Vai para meia dúzia de anos que ele nos
apareceu porta adentro, numa tarde cálida do meio do Verão, em que acontecia
mais uma das costumadas tertúlias de poesia na Galeria Vieira Portuense. De
lenço ao pescoço à moda de Salvador Dali, apresentava, como este, bigode de
pontas afiadas que o surrealista de Figueres copiara de Diego de Velásquez.
Chegada a vez da declamação, tomou espaço
a servir-lhe de palco e, em pose de teatro, tirou, sabe-se lá de onde, uns
minúsculos altifalantes que ligou à corrente e a um aparelho, que servia
de telefone, anunciando que as novas tecnologias também serviam a cultura.

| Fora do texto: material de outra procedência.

//! Day entry domain model.
//!
//! # Responsibility
//! - Define the canonical per-date annotation record.
//! - Provide partial-update merge semantics used by every entry write.
//!
//! # Invariants
//! - `date` is the unique key; at most one entry exists per calendar date.
//! - Unset tags are `None`; a blank tag never survives a merge.
//! - `time_from`/`time_to` are empty or `HH:MM`.

use chrono::{Datelike, NaiveDate};
use once_cell::sync::Lazy;
use regex::Regex;
use std::error::Error;
use std::fmt::{Display, Formatter};

/// Storage and display format of entry dates.
pub const DATE_FORMAT: &str = "%Y-%m-%d";

static TIME_OF_DAY_RE: Lazy<Regex> =
    Lazy::new(|| Regex::new(r"^([01][0-9]|2[0-3]):[0-5][0-9]$").expect("valid time regex"));

/// Free text plus structured annotations recorded for one calendar date.
#[derive(Debug, Clone, PartialEq, Eq)]
pub struct DayEntry {
    pub date: NaiveDate,
    pub text: String,
    /// Short marker tag such as `◯` or `✕`.
    pub symbol: Option<String>,
    /// Stamp icon key chosen from the quick-input palette.
    pub stamp: Option<String>,
    /// `HH:MM` or empty.
    pub time_from: String,
    /// `HH:MM` or empty.
    pub time_to: String,
}

impl DayEntry {
    /// Creates an entry with every field unset.
    pub fn empty(date: NaiveDate) -> Self {
        Self {
            date,
            text: String::new(),
            symbol: None,
            stamp: None,
            time_from: String::new(),
            time_to: String::new(),
        }
    }

    /// Returns the ISO `YYYY-MM-DD` key of this entry.
    pub fn date_key(&self) -> String {
        self.date.format(DATE_FORMAT).to_string()
    }

    /// Day of week with `0 = Sunday`, independent of the configured week start.
    pub fn weekday_index(&self) -> usize {
        self.date.weekday().num_days_from_sunday() as usize
    }

    /// Returns whether any field carries a non-default value.
    pub fn has_content(&self) -> bool {
        !self.text.trim().is_empty()
            || self.symbol.is_some()
            || self.stamp.is_some()
            || !self.time_from.is_empty()
            || !self.time_to.is_empty()
    }

    /// Returns a copy with `patch` applied on top of this entry.
    ///
    /// Fields absent from the patch keep their current value.
    pub fn merged(&self, patch: &EntryPatch) -> Self {
        Self {
            date: self.date,
            text: patch.text.clone().unwrap_or_else(|| self.text.clone()),
            symbol: match &patch.symbol {
                Some(value) => normalize_tag(value.as_deref()),
                None => self.symbol.clone(),
            },
            stamp: match &patch.stamp {
                Some(value) => normalize_tag(value.as_deref()),
                None => self.stamp.clone(),
            },
            time_from: patch
                .time_from
                .clone()
                .unwrap_or_else(|| self.time_from.clone()),
            time_to: patch.time_to.clone().unwrap_or_else(|| self.time_to.clone()),
        }
    }

    /// Validates field formats before persistence.
    pub fn validate(&self) -> Result<(), EntryValidationError> {
        validate_time_of_day("time_from", &self.time_from)?;
        validate_time_of_day("time_to", &self.time_to)?;
        Ok(())
    }
}

/// Partial update for one entry.
///
/// `None` keeps the existing value. For tags, `Some(None)` clears the tag.
#[derive(Debug, Clone, Default, PartialEq, Eq)]
pub struct EntryPatch {
    pub text: Option<String>,
    pub symbol: Option<Option<String>>,
    pub stamp: Option<Option<String>>,
    pub time_from: Option<String>,
    pub time_to: Option<String>,
}

impl EntryPatch {
    /// Patch that only replaces the free text.
    pub fn text(value: impl Into<String>) -> Self {
        Self {
            text: Some(value.into()),
            ..Self::default()
        }
    }

    /// Patch that replaces every field with the values of `entry`.
    ///
    /// Applying it makes the stored record equal to `entry` regardless of
    /// what was stored before.
    pub fn overwrite(entry: &DayEntry) -> Self {
        Self {
            text: Some(entry.text.clone()),
            symbol: Some(entry.symbol.clone()),
            stamp: Some(entry.stamp.clone()),
            time_from: Some(entry.time_from.clone()),
            time_to: Some(entry.time_to.clone()),
        }
    }
}

/// Entry validation failure.
#[derive(Debug, Clone, PartialEq, Eq)]
pub enum EntryValidationError {
    /// Date text is not a valid `YYYY-MM-DD` calendar date.
    InvalidDate(String),
    /// A time field is neither empty nor `HH:MM`.
    InvalidTimeOfDay { field: &'static str, value: String },
}

impl Display for EntryValidationError {
    fn fmt(&self, f: &mut Formatter<'_>) -> std::fmt::Result {
        match self {
            Self::InvalidDate(value) => write!(f, "invalid entry date `{value}`"),
            Self::InvalidTimeOfDay { field, value } => {
                write!(f, "{field} must be empty or HH:MM, got `{value}`")
            }
        }
    }
}

impl Error for EntryValidationError {}

/// Parses an ISO `YYYY-MM-DD` entry key.
pub fn parse_entry_date(value: &str) -> Result<NaiveDate, EntryValidationError> {
    NaiveDate::parse_from_str(value.trim(), DATE_FORMAT)
        .map_err(|_| EntryValidationError::InvalidDate(value.to_string()))
}

fn normalize_tag(value: Option<&str>) -> Option<String> {
    value
        .map(str::trim)
        .filter(|tag| !tag.is_empty())
        .map(str::to_string)
}

fn validate_time_of_day(field: &'static str, value: &str) -> Result<(), EntryValidationError> {
    if value.is_empty() || TIME_OF_DAY_RE.is_match(value) {
        return Ok(());
    }
    Err(EntryValidationError::InvalidTimeOfDay {
        field,
        value: value.to_string(),
    })
}

#[cfg(test)]
mod tests {
    use super::{parse_entry_date, DayEntry, EntryPatch, EntryValidationError};
    use chrono::NaiveDate;

    fn date(y: i32, m: u32, d: u32) -> NaiveDate {
        NaiveDate::from_ymd_opt(y, m, d).expect("valid test date")
    }

    #[test]
    fn merge_keeps_fields_absent_from_patch() {
        let mut entry = DayEntry::empty(date(2024, 3, 4));
        entry.symbol = Some("◯".to_string());
        entry.time_from = "09:00".to_string();

        let merged = entry.merged(&EntryPatch::text("open"));
        assert_eq!(merged.text, "open");
        assert_eq!(merged.symbol.as_deref(), Some("◯"));
        assert_eq!(merged.time_from, "09:00");
    }

    #[test]
    fn merge_clears_tag_on_explicit_none_and_blank() {
        let mut entry = DayEntry::empty(date(2024, 3, 4));
        entry.symbol = Some("◯".to_string());
        entry.stamp = Some("coffee".to_string());

        let patch = EntryPatch {
            symbol: Some(None),
            stamp: Some(Some("   ".to_string())),
            ..EntryPatch::default()
        };
        let merged = entry.merged(&patch);
        assert_eq!(merged.symbol, None);
        assert_eq!(merged.stamp, None);
    }

    #[test]
    fn has_content_ignores_whitespace_text() {
        let mut entry = DayEntry::empty(date(2024, 3, 4));
        entry.text = "  \t".to_string();
        assert!(!entry.has_content());

        entry.time_to = "18:00".to_string();
        assert!(entry.has_content());
    }

    #[test]
    fn weekday_index_counts_from_sunday() {
        // 2024-03-03 is a Sunday, 2024-03-09 a Saturday.
        assert_eq!(DayEntry::empty(date(2024, 3, 3)).weekday_index(), 0);
        assert_eq!(DayEntry::empty(date(2024, 3, 9)).weekday_index(), 6);
    }

    #[test]
    fn validate_rejects_malformed_times() {
        let mut entry = DayEntry::empty(date(2024, 3, 4));
        entry.time_from = "24:00".to_string();
        assert!(matches!(
            entry.validate(),
            Err(EntryValidationError::InvalidTimeOfDay {
                field: "time_from",
                ..
            })
        ));

        entry.time_from = "23:59".to_string();
        entry.time_to = "9:00".to_string();
        assert!(entry.validate().is_err());

        entry.time_to = String::new();
        assert!(entry.validate().is_ok());
    }

    #[test]
    fn parse_entry_date_rejects_impossible_dates() {
        assert_eq!(parse_entry_date("2024-02-29").unwrap(), date(2024, 2, 29));
        assert!(parse_entry_date("2023-02-29").is_err());
        assert!(parse_entry_date("2024/02/01").is_err());
    }

    #[test]
    fn overwrite_patch_reproduces_entry() {
        let mut source = DayEntry::empty(date(2024, 5, 6));
        source.text = "meeting".to_string();
        source.time_from = "10:00".to_string();

        let mut target = DayEntry::empty(date(2024, 5, 6));
        target.stamp = Some("star".to_string());
        target.time_to = "12:00".to_string();

        assert_eq!(target.merged(&EntryPatch::overwrite(&source)), source);
    }
}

Perante a expectativa de todos, aquilo acendeu uma pequena luz vermelha, deu um
silvo angustiante e apagou-se. À inquietação dos demais, juntou o autor a sua
própria perplexidade, tal qual um Jacinto contrariado face à avaria da
engrenagem que lhe deixara o assado encravado entre a cozinha e o sobrado do
número 202, dos Champs-Élysées, de que se fala em “As Cidades e as Serras” de
Eça de Queirós.
Recomposto, sem perder a pose de quem se
acha bem acima da falibilidade das coisas terrenas, o pintor, escritor e poeta,
mostrou naquele espaço o seu estro numa primeira de muitas vezes, já que nunca
mais deixou de frequentar esta casa de arte:
“Na
alegria de viver e de comunicação simples,
Fazia
a beleza da Vida.
[…]
Dai-nos
lugar junto dele
Quando
for a vez da Eternidade!”
Luís
Pedro Viana não nasceu em 1943. Nasceu muito mais tarde, naquela idade em que a
humanidade descobre que “nem só de pão
vive o homem”, que em Altamira ou em Chauvet começou a pintar nas cavernas e
Alberto Caeiro começou a escrever:
“Não
basta abrir a janela
Para
ver os campos e o rio.
Não
é bastante não ser cego
Para
ver as árvores e as flores.”
Porque há um tempo em que a Bíblia se
abre em Marcos e nos pergunta: “que
adianta ao homem ganhar o mundo inteiro se vai perder a alma?”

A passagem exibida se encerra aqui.